WASHINGTON — Expanded airstrikes on Islamic State positions in Syria serve as little more than a recruiting tool for the extremist group and place more innocent people in danger, the leadership of Pax Christi International said.
The three top leaders of the Catholic peace organization also called upon the world, particularly the United Nations, to work together to seek nonviolent alternatives to stop the Islamic State’s expansion and influence in Iraq and Syria.
Bishop Kevin Dowling of Rustenburg, South Africa, and Marie Dennis, Pax Christi International co-presidents, and Jose Henriquez, the organization’s secretary-general, suggested several steps that they believe will bring lasting peace to the violence-prone region during an interview Sept. 23 with Catholic News Service hours after a U.S.-led international coalition attacked Islamic State forces in Syria.
The Catholic peace leaders proposed alternatives to war such as wide-ranging diplomacy, including direct talks with Islamic State leaders, and economic actions aimed at limiting the group’s access to millions of dollars in oil revenues that fund weapons purchases.
“We believe that especially the expansion of bombing is more likely to create significant recruiting bonanza for some of the extremist groups, ISIS included,” Dennis told CNS.
“The Islamic State, ISIS, is very well funded and steps must be taken to identify the sources of their funding and to stop them,” she said.
The United States and several Middle East nations struck Islamic State positions in Syria Sept. 23 with war planes and cruise missiles. Attacks on Islamic State strongholds in Iraq have occurred for several weeks.
In the United States for a Pax Christi program on international peacemaking at St. Rose of Lima Parish in Gaithersburg, Maryland, Sept. 23, Bishop Dowling said the violence that began with the U.S.-led invasion of Iraq in 2003 has resulted years of and discord along religious and ethnic lines. He said little was done to include voices representing local and minority communities in planning for recovery and rebuilding after the invasion, which toppled Iraqi leader Saddam Hussein.
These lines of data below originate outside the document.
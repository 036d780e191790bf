//! Scripted USB device for session tests: a two-resolution YUY2 camera with
//! a microphone, a plain isochronous alternate and a high-bandwidth one.

use std::collections::HashMap;
use std::sync::Arc;
use std::thread;
use std::time::Duration;

use parking_lot::Mutex;

use uvcstream_proto::consts;
use uvcstream_proto::{ProbeCommit, UvcVersion};
use uvcstream_usb::{
    AlternateSetting, DeviceConfiguration, Direction, EndpointDescriptor, ErrorKind,
    InterfaceDescriptor, IsoPacket, PacketStatus, TransferType, TransportError, TransportResult,
    UsbBulkEndpoint, UsbDevice, UsbIsoEndpoint,
};

pub const VC_INTERFACE: u8 = 0;
pub const VS_INTERFACE: u8 = 1;
pub const AC_INTERFACE: u8 = 2;
pub const AS_INTERFACE: u8 = 3;

pub const PLAIN_EP: u8 = 0x81;
pub const HIGH_BANDWIDTH_EP: u8 = 0x82;
pub const AUDIO_EP: u8 = 0x83;

/// Ladder the mock advertises: frame index 1 is 32x24, index 2 is 16x12.
pub fn dims_for_frame_index(frame_index: u8) -> (u32, u32) {
    match frame_index {
        1 => (32, 24),
        _ => (16, 12),
    }
}

#[derive(Debug, Clone, Copy, Default)]
pub struct MockBehavior {
    /// Percentage of video packets flagged as failed.
    pub loss_percent: u8,
    /// The high-bandwidth endpoint returns only failed packets.
    pub high_bandwidth_broken: bool,
}

#[derive(Default)]
pub struct MockState {
    pub last_probe: Option<ProbeCommit>,
    pub committed: Option<ProbeCommit>,
    /// (interface, alternate) in issue order.
    pub set_interfaces: Vec<(u16, u16)>,
    pub sample_rates: Vec<u32>,
    pub control_writes: HashMap<(u16, u16), i32>,
}

pub struct MockDevice {
    config: DeviceConfiguration,
    pub behavior: Mutex<MockBehavior>,
    pub state: Mutex<MockState>,
}

impl MockDevice {
    pub fn new(behavior: MockBehavior) -> Arc<Self> {
        Arc::new(Self {
            config: build_configuration(),
            behavior: Mutex::new(behavior),
            state: Mutex::new(MockState::default()),
        })
    }

    fn committed_frame_size(&self) -> usize {
        let frame_index = self
            .state
            .lock()
            .committed
            .map(|c| c.frame_index)
            .unwrap_or(1);
        let (w, h) = dims_for_frame_index(frame_index);
        (w * h * 2) as usize
    }
}

impl UsbDevice for MockDevice {
    fn vendor_id(&self) -> u16 {
        0x1BCF
    }

    fn product_id(&self) -> u16 {
        0x0001
    }

    fn configuration(&self) -> &DeviceConfiguration {
        &self.config
    }

    fn control_out(
        &self,
        request_type: u8,
        request: u8,
        value: u16,
        index: u16,
        data: &[u8],
    ) -> TransportResult<usize> {
        match (request_type, request) {
            (consts::REQTYPE_CLASS_INTERFACE_OUT, consts::RC_SET_CUR)
                if value == consts::VS_PROBE_CONTROL && index == u16::from(VS_INTERFACE) =>
            {
                let block = ProbeCommit::from_bytes(data, UvcVersion::V1_0)
                    .map_err(|e| TransportError::Unknown(e.to_string()))?;
                self.state.lock().last_probe = Some(block);
                Ok(data.len())
            }
            (consts::REQTYPE_CLASS_INTERFACE_OUT, consts::RC_SET_CUR)
                if value == consts::VS_COMMIT_CONTROL && index == u16::from(VS_INTERFACE) =>
            {
                let block = ProbeCommit::from_bytes(data, UvcVersion::V1_0)
                    .map_err(|e| TransportError::Unknown(e.to_string()))?;
                self.state.lock().committed = Some(block);
                Ok(data.len())
            }
            (consts::REQTYPE_STANDARD_INTERFACE_OUT, consts::REQUEST_SET_INTERFACE) => {
                self.state.lock().set_interfaces.push((index, value));
                Ok(0)
            }
            (consts::REQTYPE_CLASS_ENDPOINT_OUT, consts::RC_SET_CUR) => {
                let rate = u32::from(data[0])
                    | u32::from(data[1]) << 8
                    | u32::from(data[2]) << 16;
                self.state.lock().sample_rates.push(rate);
                Ok(data.len())
            }
            (consts::REQTYPE_CLASS_INTERFACE_OUT, consts::RC_SET_CUR) => {
                let raw = if data.len() == 1 {
                    i32::from(data[0] as i8)
                } else {
                    i32::from(i16::from_le_bytes([data[0], data[1]]))
                };
                self.state.lock().control_writes.insert((value, index), raw);
                Ok(data.len())
            }
            _ => Err(TransportError::Unknown(format!(
                "unexpected control OUT {request_type:#04x}/{request:#04x}"
            ))),
        }
    }

    fn control_in(
        &self,
        request_type: u8,
        request: u8,
        value: u16,
        index: u16,
        data: &mut [u8],
    ) -> TransportResult<usize> {
        if request_type != consts::REQTYPE_CLASS_INTERFACE_IN {
            return Err(TransportError::Unknown("unexpected control IN".into()));
        }
        // Probe GET_CUR: echo the request with the device's accepted sizes.
        if request == consts::RC_GET_CUR
            && value == consts::VS_PROBE_CONTROL
            && index == u16::from(VS_INTERFACE)
        {
            let mut block = self
                .state
                .lock()
                .last_probe
                .ok_or_else(|| TransportError::Unknown("probe before SET_CUR".into()))?;
            let (w, h) = dims_for_frame_index(block.frame_index);
            block.max_video_frame_size = w * h * 2;
            block.max_payload_transfer_size = 3072;
            let bytes = block.to_bytes(UvcVersion::V1_0);
            data[..bytes.len()].copy_from_slice(&bytes);
            return Ok(bytes.len());
        }

        // Processing-unit / feature-unit range probes and reads.
        let reply: i16 = match request {
            consts::RC_GET_MIN => -10,
            consts::RC_GET_MAX => 100,
            consts::RC_GET_DEF => 5,
            consts::RC_GET_RES => 1,
            consts::RC_GET_CUR => {
                let stored = self.state.lock().control_writes.get(&(value, index)).copied();
                stored.unwrap_or(5) as i16
            }
            _ => 0,
        };
        if data.len() == 1 {
            data[0] = reply as u8;
        } else {
            data[..2].copy_from_slice(&reply.to_le_bytes());
        }
        Ok(data.len())
    }

    fn open_iso_in(&self, address: u8) -> TransportResult<Box<dyn UsbIsoEndpoint>> {
        let behavior = *self.behavior.lock();
        match address {
            PLAIN_EP => Ok(Box::new(CameraEndpoint {
                frame_size: self.committed_frame_size(),
                fid: false,
                offset: 0,
                loss_percent: behavior.loss_percent,
                all_error: false,
                packet_counter: 0,
            })),
            HIGH_BANDWIDTH_EP => Ok(Box::new(CameraEndpoint {
                frame_size: self.committed_frame_size(),
                fid: false,
                offset: 0,
                loss_percent: behavior.loss_percent,
                all_error: behavior.high_bandwidth_broken,
                packet_counter: 0,
            })),
            AUDIO_EP => Ok(Box::new(MicEndpoint { next_value: 0 })),
            _ => Err(TransportError::Unknown(format!(
                "no endpoint {address:#04x}"
            ))),
        }
    }

    fn open_bulk_in(&self, _address: u8) -> TransportResult<Box<dyn UsbBulkEndpoint>> {
        Err(TransportError::Unknown("no bulk endpoints".into()))
    }

    fn clear_halt(&self, _address: u8) -> TransportResult<()> {
        Ok(())
    }
}

/// Generates an endless UVC payload stream for the committed frame size.
struct CameraEndpoint {
    frame_size: usize,
    fid: bool,
    offset: usize,
    loss_percent: u8,
    all_error: bool,
    packet_counter: u64,
}

impl UsbIsoEndpoint for CameraEndpoint {
    fn submit(&mut self, buffer: &mut [u8], packets: &mut [IsoPacket]) -> TransportResult<usize> {
        // Keep the pump from spinning faster than a real bus.
        thread::sleep(Duration::from_millis(1));

        if self.all_error {
            for packet in packets.iter_mut() {
                packet.actual_length = 0;
                packet.status = PacketStatus::Failed(ErrorKind::Crc);
            }
            return Ok(0);
        }

        let slot = packets[0].request_length as usize;
        let mut total = 0usize;
        for (i, packet) in packets.iter_mut().enumerate() {
            self.packet_counter += 1;
            if self.loss_percent > 0 && (self.packet_counter % 100) < u64::from(self.loss_percent)
            {
                packet.actual_length = 0;
                packet.status = PacketStatus::Failed(ErrorKind::Crc);
                continue;
            }

            let remaining = self.frame_size - self.offset;
            let chunk = remaining.min(slot - 2);
            let eof = chunk == remaining;
            let mut flags = if self.fid { consts::HEADER_FLAG_FID } else { 0 };
            if eof {
                flags |= consts::HEADER_FLAG_EOF;
            }

            let start = i * slot;
            buffer[start] = 2;
            buffer[start + 1] = flags;
            for byte in &mut buffer[start + 2..start + 2 + chunk] {
                *byte = 0x80;
            }
            packet.actual_length = (2 + chunk) as u32;
            packet.status = PacketStatus::Ok;
            total += 2 + chunk;

            self.offset += chunk;
            if eof {
                self.offset = 0;
                self.fid = !self.fid;
            }
        }
        Ok(total)
    }
}

/// Produces a deterministic PCM byte ramp.
struct MicEndpoint {
    next_value: u8,
}

impl UsbIsoEndpoint for MicEndpoint {
    fn submit(&mut self, buffer: &mut [u8], packets: &mut [IsoPacket]) -> TransportResult<usize> {
        thread::sleep(Duration::from_millis(1));
        let slot = packets[0].request_length as usize;
        let mut total = 0usize;
        for (i, packet) in packets.iter_mut().enumerate() {
            let start = i * slot;
            for byte in &mut buffer[start..start + slot] {
                *byte = self.next_value;
                self.next_value = self.next_value.wrapping_add(1);
            }
            packet.actual_length = slot as u32;
            packet.status = PacketStatus::Ok;
            total += slot;
        }
        Ok(total)
    }
}

fn build_configuration() -> DeviceConfiguration {
    DeviceConfiguration {
        interfaces: vec![
            InterfaceDescriptor {
                number: VC_INTERFACE,
                class_code: consts::USB_CLASS_VIDEO,
                subclass: consts::USB_SUBCLASS_VIDEO_CONTROL,
                alternates: vec![AlternateSetting {
                    alternate: 0,
                    endpoints: vec![],
                    extra: video_control_extra(),
                }],
            },
            InterfaceDescriptor {
                number: VS_INTERFACE,
                class_code: consts::USB_CLASS_VIDEO,
                subclass: consts::USB_SUBCLASS_VIDEO_STREAMING,
                alternates: vec![
                    AlternateSetting {
                        alternate: 0,
                        endpoints: vec![],
                        extra: video_streaming_extra(),
                    },
                    AlternateSetting {
                        alternate: 1,
                        endpoints: vec![iso_in(PLAIN_EP, 1023)],
                        extra: Vec::new(),
                    },
                    AlternateSetting {
                        alternate: 2,
                        // 1024 bytes x 3 transactions per microframe.
                        endpoints: vec![iso_in(HIGH_BANDWIDTH_EP, 0x1400)],
                        extra: Vec::new(),
                    },
                ],
            },
            InterfaceDescriptor {
                number: AC_INTERFACE,
                class_code: consts::USB_CLASS_AUDIO,
                subclass: consts::USB_SUBCLASS_AUDIO_CONTROL,
                alternates: vec![AlternateSetting {
                    alternate: 0,
                    endpoints: vec![],
                    extra: audio_control_extra(),
                }],
            },
            InterfaceDescriptor {
                number: AS_INTERFACE,
                class_code: consts::USB_CLASS_AUDIO,
                subclass: consts::USB_SUBCLASS_AUDIO_STREAMING,
                alternates: vec![
                    AlternateSetting {
                        alternate: 0,
                        endpoints: vec![],
                        extra: Vec::new(),
                    },
                    AlternateSetting {
                        alternate: 1,
                        endpoints: vec![iso_in(AUDIO_EP, 64)],
                        extra: audio_streaming_extra(),
                    },
                ],
            },
        ],
    }
}

fn iso_in(address: u8, max_packet_size: u16) -> EndpointDescriptor {
    EndpointDescriptor {
        address,
        transfer_type: TransferType::Isochronous,
        direction: Direction::In,
        max_packet_size,
    }
}

fn video_control_extra() -> Vec<u8> {
    let mut extra = vec![13, consts::CS_INTERFACE, consts::VC_HEADER];
    extra.extend_from_slice(&0x0100u16.to_le_bytes()); // bcdUVC 1.0
    extra.extend_from_slice(&13u16.to_le_bytes());
    extra.extend_from_slice(&48_000_000u32.to_le_bytes());
    extra.push(1);
    extra.push(VS_INTERFACE);

    // Processing unit 3: brightness, contrast, saturation, gain.
    extra.extend_from_slice(&[10, consts::CS_INTERFACE, consts::VC_PROCESSING_UNIT]);
    extra.push(3); // bUnitID
    extra.push(1); // bSourceID
    extra.extend_from_slice(&0u16.to_le_bytes());
    extra.push(2); // bControlSize
    extra.push(0b0000_1011); // brightness, contrast, saturation
    extra.push(0b0000_0010); // gain
    extra
}

fn frame_descriptor(frame_index: u8, width: u16, height: u16) -> Vec<u8> {
    let interval = 333_333u32;
    let mut d = vec![30, consts::CS_INTERFACE, consts::VS_FRAME_UNCOMPRESSED];
    d.push(frame_index);
    d.push(0);
    d.extend_from_slice(&width.to_le_bytes());
    d.extend_from_slice(&height.to_le_bytes());
    d.extend_from_slice(&0u32.to_le_bytes());
    d.extend_from_slice(&0u32.to_le_bytes());
    d.extend_from_slice(&u32::from(width) .to_le_bytes());
    d.extend_from_slice(&interval.to_le_bytes());
    d.push(1);
    d.extend_from_slice(&interval.to_le_bytes());
    d
}

fn video_streaming_extra() -> Vec<u8> {
    let mut extra = vec![27, consts::CS_INTERFACE, consts::VS_FORMAT_UNCOMPRESSED];
    extra.push(1); // bFormatIndex
    extra.push(2); // bNumFrameDescriptors
    extra.extend_from_slice(&consts::GUID_YUY2);
    extra.extend_from_slice(&[16, 1, 0, 0, 0, 0]);
    extra.extend(frame_descriptor(1, 32, 24));
    extra.extend(frame_descriptor(2, 16, 12));
    extra
}

fn audio_control_extra() -> Vec<u8> {
    let mut extra = vec![
        12,
        consts::CS_INTERFACE,
        consts::AC_INPUT_TERMINAL,
        4,    // bTerminalID
        0x01, // wTerminalType: microphone (0x0201)
        0x02,
        0,
        1, // bNrChannels
        0,
        0,
        0,
        0,
    ];
    extra.extend([6, consts::CS_INTERFACE, consts::AC_FEATURE_UNIT, 5, 4, 0]);
    extra
}

fn audio_streaming_extra() -> Vec<u8> {
    vec![
        11,
        consts::CS_INTERFACE,
        consts::AS_FORMAT_TYPE,
        consts::AUDIO_FORMAT_TYPE_I,
        1,  // channels
        2,  // subframe size
        16, // bits
        1,  // one discrete rate
        0x40,
        0x1F,
        0x00, // 8000 Hz
    ]
}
“Here we have a situation where going in there and investing so heavily in war and violence has not solved the situation. We are now reaping the fruits of the fact that there wasn’t an inclusive political, social response,” Bishop Dowling said.
“It’s this inclusive dialogue and nonviolent way of bringing people together, of facilitating understanding, that’s what has to be done. Otherwise, we simply perpetuate a situation where people’s only thought is, ‘We’ve been violated, so we will take revenge, and to restore our sense of dignity, we have to respond to violence done to us.’
“But that doesn’t achieve anything either. So we’ve got to find other ways, nonviolent ways, inclusive ways,” the bishop added.
Henriquez called for the United Nations to lead the way in finding a settlement to the crisis the Islamic State poses. “That has, to my understanding, not been totally explored,” he said.
Dennis was among 53 religious leaders and organizations to urge President Barack Obama to seek a nonviolent response to the ISIS incursion into Iraq. An Aug. 27 letter to the president cited a deep concern to protect people from violence, but that military action would compound the plight of average citizens in war-torn regions.
The letter outlined a several steps the U.S. and its partners could take including providing “robust” humanitarian assistance to those fleeing the violence; wider diplomatic efforts including involvement of the U.N.; seeking a political settlement to the crisis in Syria, where ISIS emerged; supporting community-based nonviolent resistance strategies; strengthening financial sanctions against the armed actors in the region; upholding an arms embargo on all parties in the conflict; investing in professionally trained unarmed civilian protection organizations; and supporting Iraqi civil society efforts to build peace, reconciliation and accountability at the community level.
Such efforts are among those being undertaken in parts of Africa and Asia to ease conflicts and improve understanding among varying ethnic and religious communities, leading to long-term prospects for peace because people’s voices are being heard, the three leaders told CNS. Unfortunately, they said, such work gets little attention from governments or the media.
For true peace to be achieved, “it has to be, like in the church, through the principle of subsidiarity,” Bishop Dowling said. “The issues have to be informed from the grassroots, as seen an analyzed by the affected people. The agents of transformation are not those at the top. They’re the people engaged at the community level.”
In Gaithersburg, Bishop Dowling told an audience of 75 people that his work for peace was influenced by his ministry as a young priest in a black township of South Africa. Seeing people struggle for basic human dignity shaped how he views the world and the need to seek peace from the bottom up rather than have it imposed by peace treaties that ignore or fail to promote justice among ethnic and religious communities.
He said he saw people facing the same challenges when he visited South Sudan, where despite a negotiated treaty that ended hostilities with Sudan and led to the birth of a new nation in 2011, the differences among ethnic groups were ignored and led to new armed fights in December and January.
“Sustainable peace has to include action on all the issues and all the problems and all the causes that led to war and violence,” he said. “And sadly in the push to end wars and violence, not enough attention at all is paid to the fact that if we are going to sustain this peace beyond signing a peace agreement, then we are going to have to deal systematically with all these core issues.”